Иссиня-черное небо. Солнце уже зашло. Ни проблеска одинокой звезды. Мы словно окружены черным коконом, отдаляющим нас от естественного мира. Тьма была непроницаема, как тюремные стены, огонь, исходящий из окон виллы не мог бороться с ней. Тучи над нами свивались в причудливые узоры, какие бывают, когда разливают масло на поверхности воды, темно-серые, и при вспышках молнии пурпурные. Тучи были преградой между нами и черным коконом, и источником вспышек, механизмом, генерирующим молнии — кривые, ломаные линии, пронизывающие черную ткань ночи.

Мы распахнули окно. Потянуло холодом, и в лица стал хлестать дождь. Тотчас мы увидели его сгорбленную фигуру в тени дымовой трубы.

— Шилл! — позвал Байрон.

Обнаженная фигура, пьяная и пошатывающаяся, оторвалась от тени и поползла. Мускулистое тело, бледная кожа, намокшие рыжие волосы не оставляли сомнений. Фигура ползла к коньку крыши, ноги скользили по мокрой поверхности с ловкостью обезьяньих лап. Даже оскал и дикие глаза были обезьяньи. Будто с одеждой он отбросил все признаки цивилизации. Он стал ребенком, примитивным созданием. Сейчас он смотрел на ночное небо глазами Первого человека. С ужасающей скоростью он полз по краю парапета, горящими глазами ища путь на конек крыши.

— Ты сошел с ума! — услышала я свой крик.

Холодный дождевой поток хлестал меня по лицу. Я приготовилась выпрыгнуть в окно, но Байрон удержал меня.

— Назад! Убьешься!

Вспышка молнии разорвала небесную твердь, пройдясь по ней десятком ярких колец, каждое из которых словно нападало на другое. Они напоминали переплетенный клубок змей, воюющих за власть над нашей планетой.

Шелли поднялся с четверенек, встав во весь рост. Встал Первопредок. Тот — Гермес, создатель письменности.

Панцирь туч испустил странный низкий громовой рокот, скорее похожий на паузу для вдоха, чем на громовой раскат. Тело Шелли купалось в свете. Оно само теперь было Свет. Светящаяся белая кожа делала видимым каждый скрывающийся под ней мускул сильных мышц. Он засветился, как ангел Блейка на фоне грозовых рассерженных небес. Он был Метатрон, Рузиэль, Забкиель, Задкиель, Самюэль, Михаэль, Анаэль, Рафаэль, Габриэль…

— Электричество! — его негромкий крик был едва слышен за раскатами грома. — «Основополагающая сила Вселенной»! Акаша индусов! Вот ответ! Разве вы не видите?

Он вытянул руки, словно купаясь в сиянии. Дождь обливал его теплыми струями, подчеркивая его стройное тело. Теперь он был частью конгрегации небесных сил, связью между Демиургом и Аватарой, Венерой и Луной, частицей невыразимой геометрии макрокосмоса.
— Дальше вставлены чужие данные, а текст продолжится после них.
//! Scenario Definition - the declarative schema for training cases.
//!
//! A [`Scenario`] is authored once (built-in catalog or JSON file), validated
//! at load time by [`crate::validation`], and never mutated afterwards. The
//! trainer only ever reads it through an `Arc`.

use crate::vitals::{Consequence, Vital};
use serde::{Deserialize, Serialize};
use std::collections::BTreeMap;

/// Certification level of the trainee, lowest first.
#[derive(Debug, Clone, Copy, PartialEq, Eq, PartialOrd, Ord, Hash, Serialize, Deserialize)]
#[serde(rename_all = "snake_case")]
pub enum CertificationLevel {
    /// EMT / Basic Life Support
    Basic,
    /// Advanced EMT
    Advanced,
    /// Paramedic / Advanced Life Support
    Paramedic,
}

impl CertificationLevel {
    /// Returns all levels, lowest first.
    pub fn all() -> [CertificationLevel; 3] {
        [
            CertificationLevel::Basic,
            CertificationLevel::Advanced,
            CertificationLevel::Paramedic,
        ]
    }

    /// Returns the short display name.
    pub fn name(&self) -> &'static str {
        match self {
            CertificationLevel::Basic => "basic",
            CertificationLevel::Advanced => "advanced",
            CertificationLevel::Paramedic => "paramedic",
        }
    }
}

impl std::fmt::Display for CertificationLevel {
    fn fmt(&self, f: &mut std::fmt::Formatter<'_>) -> std::fmt::Result {
        write!(f, "{}", self.name())
    }
}

impl std::str::FromStr for CertificationLevel {
    type Err = String;

    fn from_str(s: &str) -> Result<Self, Self::Err> {
        match s.to_lowercase().as_str() {
            "basic" | "emt" | "bls" => Ok(CertificationLevel::Basic),
            "advanced" | "aemt" => Ok(CertificationLevel::Advanced),
            "paramedic" | "medic" | "als" => Ok(CertificationLevel::Paramedic),
            _ => Err(format!("Unknown certification level: {}", s)),
        }
    }
}

/// Difficulty tier, display and filtering only.
#[derive(Debug, Clone, Copy, PartialEq, Eq, PartialOrd, Ord, Hash, Serialize, Deserialize)]
#[serde(rename_all = "snake_case")]
pub enum Difficulty {
    Beginner,
    Intermediate,
    Advanced,
}

/// One selectable option within a decision point.
#[derive(Debug, Clone, PartialEq, Eq, Serialize, Deserialize)]
pub struct Choice {
    /// Button label
    pub label: String,

    /// Whether selecting this choice advances the run
    pub correct: bool,

    /// Text shown after the choice is selected
    pub feedback: String,

    /// Effect on simulated vitals when selected
    #[serde(default, skip_serializing_if = "BTreeMap::is_empty")]
    pub consequence: Consequence,
}

impl Choice {
    /// Creates a correct choice with no consequence.
    pub fn correct(label: &str, feedback: &str) -> Self {
        Self {
            label: label.to_string(),
            correct: true,
            feedback: feedback.to_string(),
            consequence: Consequence::new(),
        }
    }

    /// Creates an incorrect choice with no consequence.
    pub fn wrong(label: &str, feedback: &str) -> Self {
        Self {
            label: label.to_string(),
            correct: false,
            feedback: feedback.to_string(),
            consequence: Consequence::new(),
        }
    }

    /// Adds a vital-sign delta to this choice's consequence.
    pub fn with_effect(mut self, vital: Vital, delta: i32) -> Self {
        *self.consequence.entry(vital).or_insert(0) += delta;
        self
    }
}

/// One step of a scenario requiring the trainee to pick an action.
///
/// Choice order is fixed: the answer key is positional.
#[derive(Debug, Clone, PartialEq, Eq, Serialize, Deserialize)]
pub struct DecisionPoint {
    /// The required action's prompt
    pub prompt: String,

    /// Per-point time limit; falls back to the trainer default when absent
    #[serde(default, skip_serializing_if = "Option::is_none")]
    pub time_limit_secs: Option<u32>,

    /// Ordered options
    pub choices: Vec<Choice>,

    /// Levels for which this action is outside scope of practice
    #[serde(default, skip_serializing_if = "Vec::is_empty")]
    pub out_of_scope_for: Vec<CertificationLevel>,
}

impl DecisionPoint {
    /// Creates a decision point with the default time limit.
    pub fn new(prompt: &str, choices: Vec<Choice>) -> Self {
        Self {
            prompt: prompt.to_string(),
            time_limit_secs: None,
            choices,
            out_of_scope_for: Vec::new(),
        }
    }

    /// Overrides the time limit.
    pub fn with_time_limit(mut self, secs: u32) -> Self {
        self.time_limit_secs = Some(secs);
        self
    }

    /// Marks this point as outside scope of practice for a level.
    pub fn out_of_scope(mut self, level: CertificationLevel) -> Self {
        if !self.out_of_scope_for.contains(&level) {
            self.out_of_scope_for.push(level);
        }
        self
    }

    /// Returns the effective time limit in seconds.
    pub fn time_limit(&self, default_secs: u32) -> u32 {
        self.time_limit_secs.unwrap_or(default_secs)
    }

    /// Returns true if the point is within scope of practice for `level`.
    ///
    /// Display-only: out-of-scope points are still played.
    pub fn in_scope_for(&self, level: CertificationLevel) -> bool {
        !self.out_of_scope_for.contains(&level)
    }

    /// Returns the index of the first correct choice, if any.
    pub fn correct_index(&self) -> Option<usize> {
        self.choices.iter().position(|c| c.correct)
    }
}

/// A training case.
#[derive(Debug, Clone, PartialEq, Eq, Serialize, Deserialize)]
pub struct Scenario {
    /// Catalog key (snake_case slug)
    pub id: String,

    pub title: String,

    /// Level the case is written for
    pub level: CertificationLevel,

    pub difficulty: Difficulty,

    /// Dispatch / chief complaint text
    pub chief_complaint: String,

    /// Vitals on arrival
    pub initial_vitals: BTreeMap<Vital, i32>,

    /// Overall time budget in seconds
    pub time_budget_secs: u32,

    /// Ordered decision points
    pub decision_points: Vec<DecisionPoint>,

    #[serde(default, skip_serializing_if = "Vec::is_empty")]
    pub learning_points: Vec<String>,

    #[serde(default, skip_serializing_if = "Vec::is_empty")]
    pub pitfalls: Vec<String>,
}

impl Scenario {
    /// Returns the number of decision points.
    pub fn len(&self) -> usize {
        self.decision_points.len()
    }

    /// Returns true if the scenario has no decision points.
    pub fn is_empty(&self) -> bool {
        self.decision_points.is_empty()
    }

    /// Returns the decision point at `index`.
    pub fn point(&self, index: usize) -> Option<&DecisionPoint> {
        self.decision_points.get(index)
    }
}

#[cfg(test)]
mod tests {
    use super::*;

    #[test]
    fn test_time_limit_falls_back_to_default() {
        let point = DecisionPoint::new("Check scene safety", vec![Choice::correct("Yes", "")]);
        assert_eq!(point.time_limit(60), 60);
        assert_eq!(point.with_time_limit(20).time_limit(60), 20);
    }

    #[test]
    fn test_scope_flags() {
        let point = DecisionPoint::new("Intubate", vec![Choice::correct("Proceed", "")])
            .out_of_scope(CertificationLevel::Basic)
            .out_of_scope(CertificationLevel::Basic);

        assert_eq!(point.out_of_scope_for.len(), 1);
        assert!(!point.in_scope_for(CertificationLevel::Basic));
        assert!(point.in_scope_for(CertificationLevel::Paramedic));
    }

    #[test]
    fn test_choice_effects_accumulate() {
        let choice = Choice::wrong("Delay", "")
            .with_effect(Vital::SpO2, -2)
            .with_effect(Vital::SpO2, -3)
            .with_effect(Vital::HeartRate, 10);

        assert_eq!(choice.consequence[&Vital::SpO2], -5);
        assert_eq!(choice.consequence[&Vital::HeartRate], 10);
    }

    #[test]
    fn test_level_parsing_and_order() {
        assert_eq!("EMT".parse::<CertificationLevel>().unwrap(), CertificationLevel::Basic);
        assert_eq!("als".parse::<CertificationLevel>().unwrap(), CertificationLevel::Paramedic);
        assert!("surgeon".parse::<CertificationLevel>().is_err());
        assert!(CertificationLevel::Basic < CertificationLevel::Paramedic);
    }

    #[test]
    fn test_scenario_json_shape() {
        let json = r#"{
            "id": "demo",
            "title": "Demo",
            "level": "basic",
            "difficulty": "beginner",
            "chief_complaint": "Fall",
            "initial_vitals": { "spo2": 94, "heart_rate": 100 },
            "time_budget_secs": 120,
            "decision_points": [
                { "prompt": "First?", "choices": [
                    { "label": "Scene safety", "correct": true, "feedback": "Good" },
                    { "label": "Run in", "correct": false, "feedback": "Unsafe",
                      "consequence": { "spo2": -1 } }
                ] }
            ]
        }"#;

        let scenario: Scenario = serde_json::from_str(json).unwrap();
        assert_eq!(scenario.len(), 1);
        assert_eq!(scenario.initial_vitals[&Vital::SpO2], 94);
        assert_eq!(scenario.decision_points[0].choices[1].consequence[&Vital::SpO2], -1);
        assert_eq!(scenario.decision_points[0].correct_index(), Some(0));
    }
}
Я представила круг вокруг него, мир. Треугольник, вписанный в него — пифагорейская тетрадка. Далее кабалистическую пентаграмму. Теперь я чувствовала, что его кровь стучит пульсом Вселенной. Он был фигурой из космоса, из вакуума. Неужели все-все-таки неопределенность Материя прима?
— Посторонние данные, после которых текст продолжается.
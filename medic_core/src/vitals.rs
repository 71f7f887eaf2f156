//! Patient Condition Tracker
//!
//! A small key→value state updated by fixed deltas. Every write is clamped to
//! a plausible physiological range, so no sequence of consequences can push
//! the simulated patient outside of what a monitor would display.

use serde::{Deserialize, Serialize};
use std::collections::BTreeMap;

/// A simulated vital sign.
#[derive(Debug, Clone, Copy, PartialEq, Eq, PartialOrd, Ord, Hash, Serialize, Deserialize)]
pub enum Vital {
    #[serde(rename = "heart_rate")]
    HeartRate,
    #[serde(rename = "spo2")]
    SpO2,
    #[serde(rename = "respiratory_rate")]
    RespiratoryRate,
    #[serde(rename = "systolic_bp")]
    SystolicBp,
    #[serde(rename = "diastolic_bp")]
    DiastolicBp,
    #[serde(rename = "gcs")]
    Gcs,
    #[serde(rename = "blood_glucose")]
    BloodGlucose,
}

impl Vital {
    /// Returns the inclusive clamp range for this vital.
    pub fn range(&self) -> (i32, i32) {
        match self {
            Vital::HeartRate => (20, 220),
            Vital::SpO2 => (70, 100),
            Vital::RespiratoryRate => (0, 60),
            Vital::SystolicBp => (50, 250),
            Vital::DiastolicBp => (30, 150),
            Vital::Gcs => (3, 15),
            Vital::BloodGlucose => (20, 600),
        }
    }

    /// Clamps a raw value into this vital's range.
    pub fn clamp(&self, value: i32) -> i32 {
        let (lo, hi) = self.range();
        value.clamp(lo, hi)
    }

    /// Returns the monitor label.
    pub fn label(&self) -> &'static str {
        match self {
            Vital::HeartRate => "HR",
            Vital::SpO2 => "SpO2",
            Vital::RespiratoryRate => "RR",
            Vital::SystolicBp => "SBP",
            Vital::DiastolicBp => "DBP",
            Vital::Gcs => "GCS",
            Vital::BloodGlucose => "BGL",
        }
    }
}

/// Vital-sign deltas applied when a choice is selected.
pub type Consequence = BTreeMap<Vital, i32>;

/// The evolving vitals of the simulated patient.
#[derive(Debug, Clone, Default, PartialEq, Eq, Serialize, Deserialize)]
pub struct PatientCondition {
    values: BTreeMap<Vital, i32>,
}

impl PatientCondition {
    /// Creates a condition from an initial snapshot, clamping each value.
    pub fn from_snapshot(snapshot: &BTreeMap<Vital, i32>) -> Self {
        let values = snapshot
            .iter()
            .map(|(vital, value)| (*vital, vital.clamp(*value)))
            .collect();
        Self { values }
    }

    /// Returns the current value of a vital, if tracked.
    pub fn get(&self, vital: Vital) -> Option<i32> {
        self.values.get(&vital).copied()
    }

    /// Applies a consequence.
    ///
    /// Vitals not present in the snapshot are not tracked and are ignored.
    pub fn apply(&mut self, consequence: &Consequence) {
        for (vital, delta) in consequence {
            if let Some(value) = self.values.get_mut(vital) {
                *value = vital.clamp(value.saturating_add(*delta));
            }
        }
    }

    /// Iterates over tracked vitals in a stable order.
    pub fn iter(&self) -> impl Iterator<Item = (Vital, i32)> + '_ {
        self.values.iter().map(|(v, x)| (*v, *x))
    }

    /// Returns the underlying map.
    pub fn as_map(&self) -> &BTreeMap<Vital, i32> {
        &self.values
    }
}

impl std::fmt::Display for PatientCondition {
    fn fmt(&self, f: &mut std::fmt::Formatter<'_>) -> std::fmt::Result {
        let mut first = true;
        for (vital, value) in self.iter() {
            if !first {
                write!(f, " | ")?;
            }
            write!(f, "{} {}", vital.label(), value)?;
            first = false;
        }
        Ok(())
    }
}

#[cfg(test)]
mod tests {
    use super::*;

    fn snapshot() -> BTreeMap<Vital, i32> {
        BTreeMap::from([(Vital::SpO2, 90), (Vital::HeartRate, 110)])
    }

    #[test]
    fn test_apply_clamps_spo2() {
        let mut condition = PatientCondition::from_snapshot(&snapshot());

        condition.apply(&Consequence::from([(Vital::SpO2, 25)]));
        assert_eq!(condition.get(Vital::SpO2), Some(100));

        condition.apply(&Consequence::from([(Vital::SpO2, -500)]));
        assert_eq!(condition.get(Vital::SpO2), Some(70));
    }

    #[test]
    fn test_untracked_vitals_ignored() {
        let mut condition = PatientCondition::from_snapshot(&snapshot());
        condition.apply(&Consequence::from([(Vital::Gcs, -4)]));
        assert_eq!(condition.get(Vital::Gcs), None);
        assert_eq!(condition.get(Vital::HeartRate), Some(110));
    }

    #[test]
    fn test_snapshot_is_clamped() {
        let condition = PatientCondition::from_snapshot(&BTreeMap::from([(Vital::SpO2, 40)]));
        assert_eq!(condition.get(Vital::SpO2), Some(70));
    }

    #[test]
    fn test_display() {
        let condition = PatientCondition::from_snapshot(&snapshot());
        assert_eq!(condition.to_string(), "HR 110 | SpO2 90");
    }
}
Вот что означает Тьма! Тьма и Свет. Дионис и Аполлон, в одном.

— Жизнь, — кричал Шелли. — Жизнь!

Он вскинул руку над головой, протянув ее по направлению к темному центру туч. Мускулы руки были напряжены. Указательный палец направлен вверх. Палец Адама, взывающего к Иегове, или перст Иеговы, обращающегося к Адаму. Больше всего жаждущего прикосновения к Тайному. Мольба об откровении. Оноприходит к каждому смертному со Светом или… с Тьмой.

Когда сверкнула молния, я закрыла глаза.